Jimmy Carr says the one thing he won't joke about is Hillsborough

Carr might not be your cup of tea as a comic, but he’s consistently astute. Notions of happiness are relative to expectations, but experts routinely spend a fortune trying to measure what depression means. Former Prime Minister David Cameron started this costly investigation into the nation’s mental health, claiming that the Office of National Statistics (ONS) could use the findings to inform new legislation.

I’m not sure what laws have been passed to cheer us up; NHS waiting times have lengthened, air quality has gone down and we still have our refuse collected fortnightly. But the happiness industry continues to grow.

Exeter University’s Mood Disorders Centre reckons that stress is related to social support, and isolation can make you feel anxious and unhappy. Talk about stating the bl***ing obvious.
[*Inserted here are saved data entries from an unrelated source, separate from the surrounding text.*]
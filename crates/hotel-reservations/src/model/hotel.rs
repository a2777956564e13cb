use serde::{Deserialize, Serialize};

/// A hotel with a fixed number of rooms.
///
/// # Actor Framework
/// This struct implements the [`ActorEntity`](store_actor::ActorEntity) trait and is stored
/// in the `hotels` collection by a [`ResourceActor`](store_actor::ResourceActor).
///
/// `rooms_available` only moves one room at a time through the
/// [`HotelAction`](crate::hotel_actor::HotelAction)s, and always stays within
/// `0..=rooms_total`.
#[derive(Debug, Clone, PartialEq, Eq, Serialize, Deserialize)]
pub struct Hotel {
    pub hotel_id: String,
    pub name: String,
    pub rooms_total: u32,
    pub rooms_available: u32,
}

impl Hotel {
    /// A new hotel starts with every room available.
    pub fn new(hotel_id: impl Into<String>, name: impl Into<String>, rooms_total: u32) -> Self {
        Self {
            hotel_id: hotel_id.into(),
            name: name.into(),
            rooms_total,
            rooms_available: rooms_total,
        }
    }

    pub fn rooms_reserved(&self) -> u32 {
        self.rooms_total - self.rooms_available
    }
}

/// Payload for creating a hotel.
#[derive(Debug, Clone)]
pub struct HotelCreate {
    pub hotel_id: String,
    pub name: String,
    pub rooms_total: u32,
}

/// Payload for renaming a hotel. Inventory is never updated this way.
#[derive(Debug, Clone)]
pub struct HotelUpdate {
    pub name: String,
}
impl<T: ActorEntity> CreateExpectationBuilder<T> {
    /// Sets the expectation to return the stored entity.
    pub fn return_ok(self, item: T) {
        lock(&self.state)
            .expectations
            .push_back(Expectation::Create { response: Ok(item) });
    }

    /// Sets the expectation to return an error.
    pub fn return_err(self, error: FrameworkError) {
        lock(&self.state)
            .expectations
            .push_back(Expectation::Create {
                response: Err(error),
            });
    }
}

/// Builder for `action` expectations.
pub struct ActionExpectationBuilder<T: ActorEntity> {
    id: T::Id,
    state: SharedState<T>,
}

impl<T: ActorEntity> ActionExpectationBuilder<T> {
    /// Sets the expectation to return a successful result.
    pub fn return_ok(self, result: T::ActionResult) {
        self.push(Ok(result));
    }

    /// Sets the expectation to return an error.
    pub fn return_err(self, error: FrameworkError) {
        self.push(Err(error));
    }

    fn push(self, response: Result<T::ActionResult, FrameworkError>) {
        lock(&self.state).expectations.push_back(Expectation::Action {
            id: self.id,
            response,
        });
    }
}

// =============================================================================
// RECEIVER HELPERS
// =============================================================================

/// Creates a client and the receiver its requests arrive on.
///
/// Use this when a test wants to inspect each request and answer it by hand; see
/// [`MockClient`] for the fluent API.
pub fn create_mock_client<T: ActorEntity>(
    buffer_size: usize,
) -> (ResourceClient<T>, mpsc::Receiver<ResourceRequest<T>>) {
    let (sender, receiver) = mpsc::channel(buffer_size);
    (ResourceClient::new(sender), receiver)
}

/// Helper to verify that the next message is a Get request
pub async fn expect_get<T: ActorEntity>(
    receiver: &mut mpsc::Receiver<ResourceRequest<T>>,
) -> Option<(T::Id, oneshot::Sender<Result<Option<T>, FrameworkError>>)> {
    match receiver.recv().await {
        Some(ResourceRequest::Get { id, respond_to }) => Some((id, respond_to)),
        _ => None,
    }
}

/// Helper to verify that the next message is an Action request
pub async fn expect_action<T: ActorEntity>(
    receiver: &mut mpsc::Receiver<ResourceRequest<T>>,
) -> Option<(
    T::Id,
    T::Action,
    oneshot::Sender<Result<T::ActionResult, FrameworkError>>,
)> {
    match receiver.recv().await {
        Some(ResourceRequest::Action {
            id,
            action,
            respond_to,
        }) => Some((id, action, respond_to)),
        _ => None,
    }
}

#[cfg(test)]
mod tests {
    use super::*;
    use async_trait::async_trait;
    use serde::{Deserialize, Serialize};

    #[derive(Clone, Debug, PartialEq, Serialize, Deserialize)]
    struct Guest {
        guest_id: String,
        name: String,
    }

    #[derive(Debug)]
    struct GuestCreate {
        guest_id: String,
        name: String,
    }

    #[derive(Debug)]
    enum GuestAction {
        CheckIn,
    }

    #[derive(Debug, thiserror::Error)]
    #[error("Guest error")]
    struct GuestError;

    #[async_trait]
    impl ActorEntity for Guest {
        type Id = String;
        type Create = GuestCreate;
        type Update = ();
        type Action = GuestAction;
        type ActionResult = bool;
        type Context = ();
        type Error = GuestError;

        const COLLECTION: &'static str = "guests";

        fn id(&self) -> &String {
            &self.guest_id
        }

        fn from_create_params(params: GuestCreate) -> Result<Self, Self::Error> {
            Ok(Self {
                guest_id: params.guest_id,
                name: params.name,
            })
        }

        async fn on_update(&mut self, _update: (), _ctx: &()) -> Result<(), Self::Error> {
            Ok(())
        }

        async fn handle_action(&mut self, _action: GuestAction, _ctx: &()) -> Result<bool, Self::Error> {
            Ok(true)
        }
    }

    fn guest(id: &str) -> Guest {
        Guest {
            guest_id: id.to_string(),
            name: "Test Guest".to_string(),
        }
    }

    #[tokio::test]
    async fn test_receiver_helpers_answer_requests() {
        let (client, mut receiver) = create_mock_client::<Guest>(10);

        let task = tokio::spawn(async move { client.perform_action("G1".into(), GuestAction::CheckIn).await });

        let (id, action, responder) = expect_action(&mut receiver)
            .await
            .expect("Expected Action request");
        assert_eq!(id, "G1");
        assert!(matches!(action, GuestAction::CheckIn));
        responder.send(Ok(true)).unwrap();

        assert!(task.await.unwrap().unwrap());
    }

    #[tokio::test]
    async fn test_mock_client_with_expectations() {
        let mut mock = MockClient::<Guest>::new();
        mock.expect_create().return_ok(guest("G1"));
        mock.expect_get("G1".into()).return_ok(Some(guest("G1")));
        mock.expect_list().return_ok(vec![guest("G1")]);

        let client = mock.client();

        let created = client
            .create(GuestCreate {
                guest_id: "G1".into(),
                name: "Test Guest".into(),
            })
            .await
            .unwrap();
        assert_eq!(created.guest_id, "G1");
        assert_eq!(client.get("G1".into()).await.unwrap(), Some(guest("G1")));
        assert_eq!(client.list().await.unwrap().len(), 1);

        mock.verify();
    }

    #[tokio::test]
    async fn test_mock_client_returns_injected_errors() {
        let mut mock = MockClient::<Guest>::new();
        mock.expect_get("G1".into()).return_err(FrameworkError::ActorClosed);

        let result = mock.client().get("G1".into()).await;

        assert!(matches!(result, Err(FrameworkError::ActorClosed)));
        mock.verify();
    }

    #[tokio::test]
    #[should_panic(expected = "unexpected")]
    async fn test_verify_fails_on_wrong_id() {
        let mut mock = MockClient::<Guest>::new();
        mock.expect_get("G1".into()).return_ok(None);

        let result = mock.client().get("G2".into()).await;
        assert!(matches!(result, Err(FrameworkError::ActorDropped)));

        mock.verify();
    }

    #[tokio::test]
    #[should_panic(expected = "remaining")]
    async fn test_verify_fails_on_unmet_expectation() {
        let mut mock = MockClient::<Guest>::new();
        mock.expect_list().return_ok(Vec::new());

        mock.verify();
    }
}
A new study from the ONS shows the UK is second to bottom in the European happiness league. Young people are said to be “exposed and insecure” – but wasn’t that always the case with teenagers? Britons are no more miserable than Swedes or Bulgarians, it’s just that we refuse to express our feelings in public.

I can’t buy the notion that our parents were happier either; there’s something fundamentally dishonest about believing quality of life has deteriorated.

I grew up with outside toilets, freezing showers, uncommunicative parents, Wimpy Bars and rubbish television. For most of us, life is better in 2017 – but don’t expect us to smile.